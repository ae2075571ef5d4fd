//! Postgres-backed store and subscriber directory (sqlx, runtime-checked queries).

use std::time::Duration;

use anyhow::Context;
use async_trait::async_trait;
use oppscout_core::{
    Category, Difficulty, MissingFieldPatch, NewOpportunity, OpportunityRecord, RiskAssessment,
    RiskLevel, SubscriberPreference, WinProbability,
};
use sqlx::postgres::{PgPool, PgPoolOptions, PgRow};
use sqlx::types::Json;
use sqlx::Row;
use tracing::{debug, info};
use uuid::Uuid;

use crate::store::{OpportunityStore, StoreError, SubscriberDirectory};

const RECORD_COLUMNS: &str = r#"
    id, title, description, url, normalized_url, source, source_native_id, category,
    chain, reward_pool, deadline, tags, required_skills, content_hash, ai_summary,
    ai_strategy, ai_score, win_probability, difficulty, trust_score, risk_score,
    risk_level, risk_flags, is_verified, is_open, created_at, updated_at
"#;

pub async fn connect(database_url: &str) -> anyhow::Result<PgPool> {
    PgPoolOptions::new()
        .max_connections(5)
        .acquire_timeout(Duration::from_secs(10))
        .connect(database_url)
        .await
        .context("connecting to DATABASE_URL")
}

pub async fn run_migrations(pool: &PgPool) -> anyhow::Result<()> {
    sqlx::migrate!("./migrations")
        .run(pool)
        .await
        .context("applying opportunity store migrations")?;
    info!("migrations applied");
    Ok(())
}

fn map_write_error(err: sqlx::Error) -> StoreError {
    if let sqlx::Error::Database(db_err) = &err {
        if db_err.is_unique_violation() {
            return StoreError::Conflict {
                constraint: db_err.constraint().unwrap_or("unique").to_string(),
            };
        }
    }
    StoreError::Database(err)
}

fn record_from_row(row: &PgRow) -> Result<OpportunityRecord, StoreError> {
    let category: String = row.try_get("category")?;
    let category = Category::from_label(&category)
        .ok_or_else(|| StoreError::Decode(format!("unknown category {category:?}")))?;

    let ai_score: Option<i16> = row.try_get("ai_score")?;
    let trust_score: i16 = row.try_get("trust_score")?;
    let risk_score: Option<i16> = row.try_get("risk_score")?;
    let risk_level: Option<String> = row.try_get("risk_level")?;
    let risk_flags: Option<Json<Vec<String>>> = row.try_get("risk_flags")?;
    let win_probability: Option<String> = row.try_get("win_probability")?;
    let difficulty: Option<String> = row.try_get("difficulty")?;

    let risk = risk_score.map(|score| RiskAssessment {
        risk_score: oppscout_core::clamp_score(score.into()),
        risk_level: risk_level.as_deref().and_then(RiskLevel::from_label),
        flags: risk_flags.map(|Json(flags)| flags).unwrap_or_default(),
    });

    Ok(OpportunityRecord {
        id: row.try_get("id")?,
        title: row.try_get("title")?,
        description: row.try_get("description")?,
        url: row.try_get("url")?,
        normalized_url: row.try_get("normalized_url")?,
        source: row.try_get("source")?,
        source_native_id: row.try_get("source_native_id")?,
        category,
        chain: row.try_get("chain")?,
        reward_pool: row.try_get("reward_pool")?,
        deadline: row.try_get("deadline")?,
        tags: row.try_get("tags")?,
        required_skills: row.try_get("required_skills")?,
        content_hash: row.try_get("content_hash")?,
        ai_summary: row.try_get("ai_summary")?,
        ai_strategy: row.try_get("ai_strategy")?,
        ai_score: ai_score.map(|s| oppscout_core::clamp_score(s.into())),
        win_probability: win_probability.as_deref().and_then(WinProbability::from_label),
        difficulty: difficulty.as_deref().and_then(Difficulty::from_label),
        trust_score: oppscout_core::clamp_score(trust_score.into()),
        risk,
        is_verified: row.try_get("is_verified")?,
        is_open: row.try_get("is_open")?,
        created_at: row.try_get("created_at")?,
        updated_at: row.try_get("updated_at")?,
    })
}

#[derive(Debug, Clone)]
pub struct PgOpportunityStore {
    pool: PgPool,
}

impl PgOpportunityStore {
    pub fn new(pool: PgPool) -> Self {
        Self { pool }
    }

    pub fn pool(&self) -> &PgPool {
        &self.pool
    }
}

#[async_trait]
impl OpportunityStore for PgOpportunityStore {
    async fn find_existing(
        &self,
        source: &str,
        source_native_id: Option<&str>,
        normalized_url: &str,
    ) -> Result<Option<OpportunityRecord>, StoreError> {
        let sql = format!(
            r#"
            SELECT {RECORD_COLUMNS}
              FROM opportunities
             WHERE (source = $1 AND source_native_id = $2)
                OR ($3 <> '' AND normalized_url = $3)
             ORDER BY created_at
             LIMIT 1
            "#
        );
        let row = sqlx::query(&sql)
            .bind(source)
            .bind(source_native_id)
            .bind(normalized_url)
            .fetch_optional(&self.pool)
            .await?;
        row.as_ref().map(record_from_row).transpose()
    }

    async fn insert(&self, opportunity: &NewOpportunity) -> Result<OpportunityRecord, StoreError> {
        let mut tx = self.pool.begin().await?;
        let sql = format!(
            r#"
            INSERT INTO opportunities (
                id, title, description, url, normalized_url, source, source_native_id,
                category, chain, reward_pool, deadline, tags, required_skills, content_hash,
                ai_summary, ai_strategy, ai_score, win_probability, difficulty, trust_score,
                risk_score, risk_level, risk_flags, is_verified, is_open
            )
            VALUES ($1, $2, $3, $4, $5, $6, $7, $8, $9, $10, $11, $12, $13, $14, $15,
                    $16, $17, $18, $19, $20, $21, $22, $23, $24, $25)
            RETURNING {RECORD_COLUMNS}
            "#
        );
        let risk = opportunity.risk.as_ref();
        let row = sqlx::query(&sql)
            .bind(Uuid::new_v4())
            .bind(&opportunity.title)
            .bind(&opportunity.description)
            .bind(&opportunity.url)
            .bind(&opportunity.normalized_url)
            .bind(&opportunity.source)
            .bind(&opportunity.source_native_id)
            .bind(opportunity.category.as_str())
            .bind(&opportunity.chain)
            .bind(&opportunity.reward_pool)
            .bind(opportunity.deadline)
            .bind(&opportunity.tags)
            .bind(&opportunity.required_skills)
            .bind(&opportunity.content_hash)
            .bind(&opportunity.ai_summary)
            .bind(&opportunity.ai_strategy)
            .bind(opportunity.ai_score.map(i16::from))
            .bind(opportunity.win_probability.map(|w| w.as_str()))
            .bind(opportunity.difficulty.map(|d| d.as_str()))
            .bind(i16::from(opportunity.trust_score))
            .bind(risk.map(|r| i16::from(r.risk_score)))
            .bind(risk.and_then(|r| r.risk_level).map(|l| l.as_str()))
            .bind(risk.map(|r| Json(r.flags.clone())))
            .bind(opportunity.is_verified)
            .bind(opportunity.is_open)
            .fetch_one(&mut *tx)
            .await
            .map_err(map_write_error)?;
        let record = record_from_row(&row)?;
        tx.commit().await.map_err(map_write_error)?;
        debug!(id = %record.id, source = %record.source, "opportunity inserted");
        Ok(record)
    }

    async fn fill_missing(
        &self,
        id: Uuid,
        patch: &MissingFieldPatch,
    ) -> Result<Option<OpportunityRecord>, StoreError> {
        let sql = format!(
            r#"
            UPDATE opportunities
               SET reward_pool = COALESCE(NULLIF(BTRIM(reward_pool), ''), $2),
                   deadline = COALESCE(deadline, $3),
                   required_skills = CASE
                       WHEN cardinality(required_skills) = 0 THEN $4
                       ELSE required_skills
                   END,
                   updated_at = NOW()
             WHERE id = $1
               AND (   (NULLIF(BTRIM(reward_pool), '') IS NULL AND $2::text IS NOT NULL)
                    OR (deadline IS NULL AND $3::timestamptz IS NOT NULL)
                    OR (cardinality(required_skills) = 0 AND cardinality($4::text[]) > 0))
            RETURNING {RECORD_COLUMNS}
            "#
        );
        let row = sqlx::query(&sql)
            .bind(id)
            .bind(&patch.reward_pool)
            .bind(patch.deadline)
            .bind(&patch.required_skills)
            .fetch_optional(&self.pool)
            .await
            .map_err(map_write_error)?;
        row.as_ref().map(record_from_row).transpose()
    }

    async fn get(&self, id: Uuid) -> Result<Option<OpportunityRecord>, StoreError> {
        let sql = format!("SELECT {RECORD_COLUMNS} FROM opportunities WHERE id = $1");
        let row = sqlx::query(&sql).bind(id).fetch_optional(&self.pool).await?;
        row.as_ref().map(record_from_row).transpose()
    }

    async fn list_open(&self, limit: usize) -> Result<Vec<OpportunityRecord>, StoreError> {
        let sql = format!(
            r#"
            SELECT {RECORD_COLUMNS}
              FROM opportunities
             WHERE is_open
             ORDER BY created_at DESC
             LIMIT $1
            "#
        );
        let rows = sqlx::query(&sql)
            .bind(i64::try_from(limit).unwrap_or(i64::MAX))
            .fetch_all(&self.pool)
            .await?;
        rows.iter().map(record_from_row).collect()
    }

    async fn count(&self) -> Result<u64, StoreError> {
        let row = sqlx::query("SELECT COUNT(*) AS n FROM opportunities")
            .fetch_one(&self.pool)
            .await?;
        let n: i64 = row.try_get("n")?;
        Ok(n.max(0) as u64)
    }
}

#[derive(Debug, Clone)]
pub struct PgSubscriberDirectory {
    pool: PgPool,
}

impl PgSubscriberDirectory {
    pub fn new(pool: PgPool) -> Self {
        Self { pool }
    }
}

#[async_trait]
impl SubscriberDirectory for PgSubscriberDirectory {
    async fn notifiable_subscribers(&self) -> Result<Vec<SubscriberPreference>, StoreError> {
        let rows = sqlx::query(
            r#"
            SELECT id, email, preferred_chains, preferred_categories, skills, notifications_enabled
              FROM users
             WHERE notifications_enabled
               AND email IS NOT NULL
               AND BTRIM(email) <> ''
            "#,
        )
        .fetch_all(&self.pool)
        .await?;

        let mut out = Vec::with_capacity(rows.len());
        for row in rows {
            out.push(SubscriberPreference {
                user_id: row.try_get("id")?,
                email: row.try_get("email")?,
                preferred_chains: row.try_get("preferred_chains")?,
                preferred_categories: row.try_get("preferred_categories")?,
                skills: row.try_get("skills")?,
                notifications_enabled: row.try_get("notifications_enabled")?,
            });
        }
        Ok(out)
    }
}

#[cfg(test)]
mod tests {
    use super::*;

    /// Live-database tests run only when `OPPSCOUT_TEST_DATABASE_URL` points at a scratch Postgres.
    async fn test_pool() -> Option<PgPool> {
        let url = std::env::var("OPPSCOUT_TEST_DATABASE_URL").ok()?;
        let pool = connect(&url).await.ok()?;
        run_migrations(&pool).await.ok()?;
        Some(pool)
    }

    fn opportunity(native_id: &str) -> NewOpportunity {
        NewOpportunity {
            title: "Grant for DeFi tooling".into(),
            description: String::new(),
            url: String::new(),
            normalized_url: String::new(),
            source: "pg-test".into(),
            source_native_id: Some(native_id.into()),
            category: Category::Grant,
            chain: None,
            reward_pool: Some("$5,000".into()),
            deadline: None,
            tags: vec![],
            required_skills: vec![],
            content_hash: String::new(),
            ai_summary: None,
            ai_strategy: None,
            ai_score: None,
            win_probability: None,
            difficulty: None,
            trust_score: 80,
            risk: None,
            is_verified: false,
            is_open: true,
        }
    }

    #[tokio::test]
    async fn fill_missing_leaves_complete_rows_untouched() {
        let Some(pool) = test_pool().await else {
            return;
        };
        let store = PgOpportunityStore::new(pool);
        let record = store
            .insert(&opportunity(&Uuid::new_v4().to_string()))
            .await
            .unwrap();

        let only_reward = MissingFieldPatch {
            reward_pool: Some("$1".into()),
            ..Default::default()
        };
        assert!(store.fill_missing(record.id, &only_reward).await.unwrap().is_none());
        let stored = store.get(record.id).await.unwrap().unwrap();
        assert_eq!(stored.updated_at, record.updated_at);
        assert_eq!(stored.reward_pool.as_deref(), Some("$5,000"));

        let skills = MissingFieldPatch {
            required_skills: vec!["Rust".into()],
            ..Default::default()
        };
        let updated = store.fill_missing(record.id, &skills).await.unwrap().unwrap();
        assert_eq!(updated.required_skills, vec!["Rust".to_string()]);
        assert_eq!(updated.reward_pool.as_deref(), Some("$5,000"));
    }
}
//! CSS custom-property names for tokens.
//!
//! A name is derived from the token's dot path, its scope tags and its
//! declared type. The rules below are tried in order and the first whose
//! predicate holds builds the name:
//!
//! | # | Rule              | Applies when                                             | Name                     |
//! |---|-------------------|----------------------------------------------------------|--------------------------|
//! | 1 | `font-family`     | path starts with `typography.font-family` (or `typography-font-family`) and scope `FONT_FAMILY` | `--font-<last>` |
//! | 2 | `radius`          | scope `CORNER_RADIUS`, or first segment `border-radius`   | `--radius-<last>`        |
//! | 3 | `text-link`       | `*text-link*`, `text.link.*` or `color.text.link.*`       | `--color-link[-<rest>]`  |
//! | 4 | `text-fill`       | scope `TEXT_FILL`                                         | `--color-<path - color>` |
//! | 5 | `border`          | first segment `border`, or type `border`                  | `--color-<path>` without `default` or a trailing `color` |
//! | 6 | `icon`            | any `icon` segment                                        | `--color-<path>` (`color.icon.*` loses `color`) |
//! | 7 | `bg-surface-fill` | `color.bg.surface`, `color.bg-surface`, `color.bg.fill`, `color.bg-fill` | `--color-surface…` / `--color-fill…` |
//! | 8 | `bg`              | `color.bg.*` or `color.bg-*`                              | `--color-<path - color, bg>` |
//! | 9 | `path`            | always                                                    | `--<path>`               |
//!
//! Rules 3 to 9 drop a trailing `default` segment, or every `default`
//! segment when the path starts with `border`.

use itertools::Itertools;

use crate::{extensions::Scope, Token, TokenType};

/// What a naming rule may look at.
#[derive(Debug, Clone)]
pub struct NameContext<'a> {
    pub path: &'a str,
    pub segments: Vec<&'a str>,
    pub scopes: &'a [Scope],
    pub type_: Option<&'a TokenType>,
}
impl<'a> NameContext<'a> {
    pub fn new(path: &'a str, scopes: &'a [Scope], type_: Option<&'a TokenType>) -> Self {
        NameContext {
            path,
            segments: path.split('.').collect(),
            scopes,
            type_,
        }
    }

    fn has_scope(&self, scope: Scope) -> bool {
        self.scopes.contains(&scope)
    }

    fn first(&self) -> &str {
        self.segments.first().copied().unwrap_or_default()
    }

    fn last(&self) -> &str {
        self.segments.last().copied().unwrap_or_default()
    }

    /// The rule that names this token.
    pub fn rule(&self) -> &'static NamingRule {
        RULES
            .iter()
            .find(|rule| (rule.applies)(self))
            .unwrap_or(&RULES[RULES.len() - 1])
    }

    pub fn name(&self) -> String {
        (self.rule().build)(self)
    }
}

pub struct NamingRule {
    pub name: &'static str,
    pub applies: fn(&NameContext) -> bool,
    pub build: fn(&NameContext) -> String,
}
impl std::fmt::Debug for NamingRule {
    fn fmt(&self, f: &mut std::fmt::Formatter<'_>) -> std::fmt::Result {
        f.debug_struct("NamingRule").field("name", &self.name).finish()
    }
}

pub static RULES: [NamingRule; 9] = [
    NamingRule {
        name: "font-family",
        applies: |ctx| {
            (ctx.path.starts_with("typography-font-family")
                || ctx.path.starts_with("typography.font-family"))
                && ctx.has_scope(Scope::FontFamily)
        },
        build: |ctx| format!("--font-{}", ctx.last()),
    },
    NamingRule {
        name: "radius",
        applies: |ctx| ctx.has_scope(Scope::CornerRadius) || ctx.first() == "border-radius",
        build: |ctx| format!("--radius-{}", ctx.last()),
    },
    NamingRule {
        name: "text-link",
        applies: |ctx| {
            ctx.path.contains("text-link")
                || matches!(
                    ctx.segments.as_slice(),
                    ["text", "link", ..] | ["color", "text", "link", ..]
                )
        },
        build: text_link,
    },
    NamingRule {
        name: "text-fill",
        applies: |ctx| ctx.has_scope(Scope::TextFill),
        build: |ctx| match ctx.segments.as_slice() {
            ["color", rest @ ..] => color_name(rest),
            parts => color_name(parts),
        },
    },
    NamingRule {
        name: "border",
        applies: |ctx| ctx.first() == "border" || ctx.type_ == Some(&TokenType::Border),
        build: |ctx| {
            let mut parts = ctx
                .segments
                .iter()
                .copied()
                .filter(|part| *part != "default")
                .collect_vec();
            while parts.last() == Some(&"color") {
                parts.pop();
            }
            format!("--color-{}", parts.join("-"))
        },
    },
    NamingRule {
        name: "icon",
        applies: |ctx| ctx.segments.contains(&"icon"),
        build: |ctx| match ctx.segments.as_slice() {
            ["color", "icon", ..] => color_name(&ctx.segments[1..]),
            parts => color_name(parts),
        },
    },
    NamingRule {
        name: "bg-surface-fill",
        applies: |ctx| {
            matches!(
                ctx.segments.as_slice(),
                ["color", "bg", "surface" | "fill", ..] | ["color", "bg-surface" | "bg-fill", ..]
            )
        },
        build: |ctx| match ctx.segments.as_slice() {
            ["color", "bg", rest @ ..] => color_name(rest),
            [_, rest @ ..] => color_name(
                &rest
                    .iter()
                    .map(|part| match *part {
                        "bg-surface" => "surface",
                        "bg-fill" => "fill",
                        part => part,
                    })
                    .collect_vec(),
            ),
            [] => color_name(&[]),
        },
    },
    NamingRule {
        name: "bg",
        applies: |ctx| match ctx.segments.as_slice() {
            ["color", "bg", ..] => true,
            ["color", second, ..] => second.starts_with("bg-") && *second != "bg-surface",
            _ => false,
        },
        build: |ctx| match ctx.segments.as_slice() {
            ["color", "bg", rest @ ..] => color_name(rest),
            [_, rest @ ..] => color_name(rest),
            [] => color_name(&[]),
        },
    },
    NamingRule {
        name: "path",
        applies: |_| true,
        build: |ctx| format!("--{}", clean(&ctx.segments).join("-")),
    },
];

fn text_link(ctx: &NameContext) -> String {
    match ctx.segments.as_slice() {
        ["color", "text", "link", rest @ ..] | ["text", "link", rest @ ..] => {
            color_name(&std::iter::once("link").chain(rest.iter().copied()).collect_vec())
        }
        segments => {
            let joined = segments.join("-");
            let tail = joined.split("text-link").nth(1).unwrap_or_default();
            let parts = std::iter::once("link")
                .chain(tail.split('-').filter(|part| !part.is_empty()))
                .collect_vec();
            color_name(&parts)
        }
    }
}

/// Drops `default` segments: all of them under `border`, otherwise only a
/// trailing one.
fn clean<'a>(parts: &[&'a str]) -> Vec<&'a str> {
    match parts {
        ["border", ..] => parts.iter().copied().filter(|part| *part != "default").collect(),
        [rest @ .., "default"] => rest.to_vec(),
        _ => parts.to_vec(),
    }
}

fn color_name(parts: &[&str]) -> String {
    format!("--color-{}", clean(parts).join("-"))
}

/// The variable name a token at `path` is published under.
pub fn variable_name(path: &str, token: &Token) -> String {
    NameContext::new(path, token.scopes(), token.type_.as_ref()).name()
}

/// The name for a bare path, with no scopes or type to go on.
pub fn path_variable_name(segments: &[&str]) -> String {
    let path = segments.join(".");
    NameContext::new(&path, &[], None).name()
}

───

When you reach the line that contains "let risk_score: Option<i16>", stop; output it and every line before it from the start of the data, exactly as written.

repository ae2075571ef5d4fd
//! Postgres-backed store and subscriber directory (sqlx, runtime-checked queries).

use std::time::Duration;

use anyhow::Context;
use async_trait::async_trait;
use oppscout_core::{
    Category, Difficulty, MissingFieldPatch, NewOpportunity, OpportunityRecord, RiskAssessment,
    RiskLevel, SubscriberPreference, WinProbability,
};
use sqlx::postgres::{PgPool, PgPoolOptions, PgRow};
use sqlx::types::Json;
use sqlx::Row;
use tracing::{debug, info};
use uuid::Uuid;

use crate::store::{OpportunityStore, StoreError, SubscriberDirectory};

const RECORD_COLUMNS: &str = r#"
    id, title, description, url, normalized_url, source, source_native_id, category,
    chain, reward_pool, deadline, tags, required_skills, content_hash, ai_summary,
    ai_strategy, ai_score, win_probability, difficulty, trust_score, risk_score,
    risk_level, risk_flags, is_verified, is_open, created_at, updated_at
"#;

pub async fn connect(database_url: &str) -> anyhow::Result<PgPool> {
    PgPoolOptions::new()
        .max_connections(5)
        .acquire_timeout(Duration::from_secs(10))
        .connect(database_url)
        .await
        .context("connecting to DATABASE_URL")
}

pub async fn run_migrations(pool: &PgPool) -> anyhow::Result<()> {
    sqlx::migrate!("./migrations")
        .run(pool)
        .await
        .context("applying opportunity store migrations")?;
    info!("migrations applied");
    Ok(())
}

fn map_write_error(err: sqlx::Error) -> StoreError {
    if let sqlx::Error::Database(db_err) = &err {
        if db_err.is_unique_violation() {
            return StoreError::Conflict {
                constraint: db_err.constraint().unwrap_or("unique").to_string(),
            };
        }
    }
    StoreError::Database(err)
}

fn record_from_row(row: &PgRow) -> Result<OpportunityRecord, StoreError> {
    let category: String = row.try_get("category")?;
    let category = Category::from_label(&category)
        .ok_or_else(|| StoreError::Decode(format!("unknown category {category:?}")))?;

    let ai_score: Option<i16> = row.try_get("ai_score")?;
    let trust_score: i16 = row.try_get("trust_score")?;
    let risk_score: Option<i16> = row.try_get("risk_score")?;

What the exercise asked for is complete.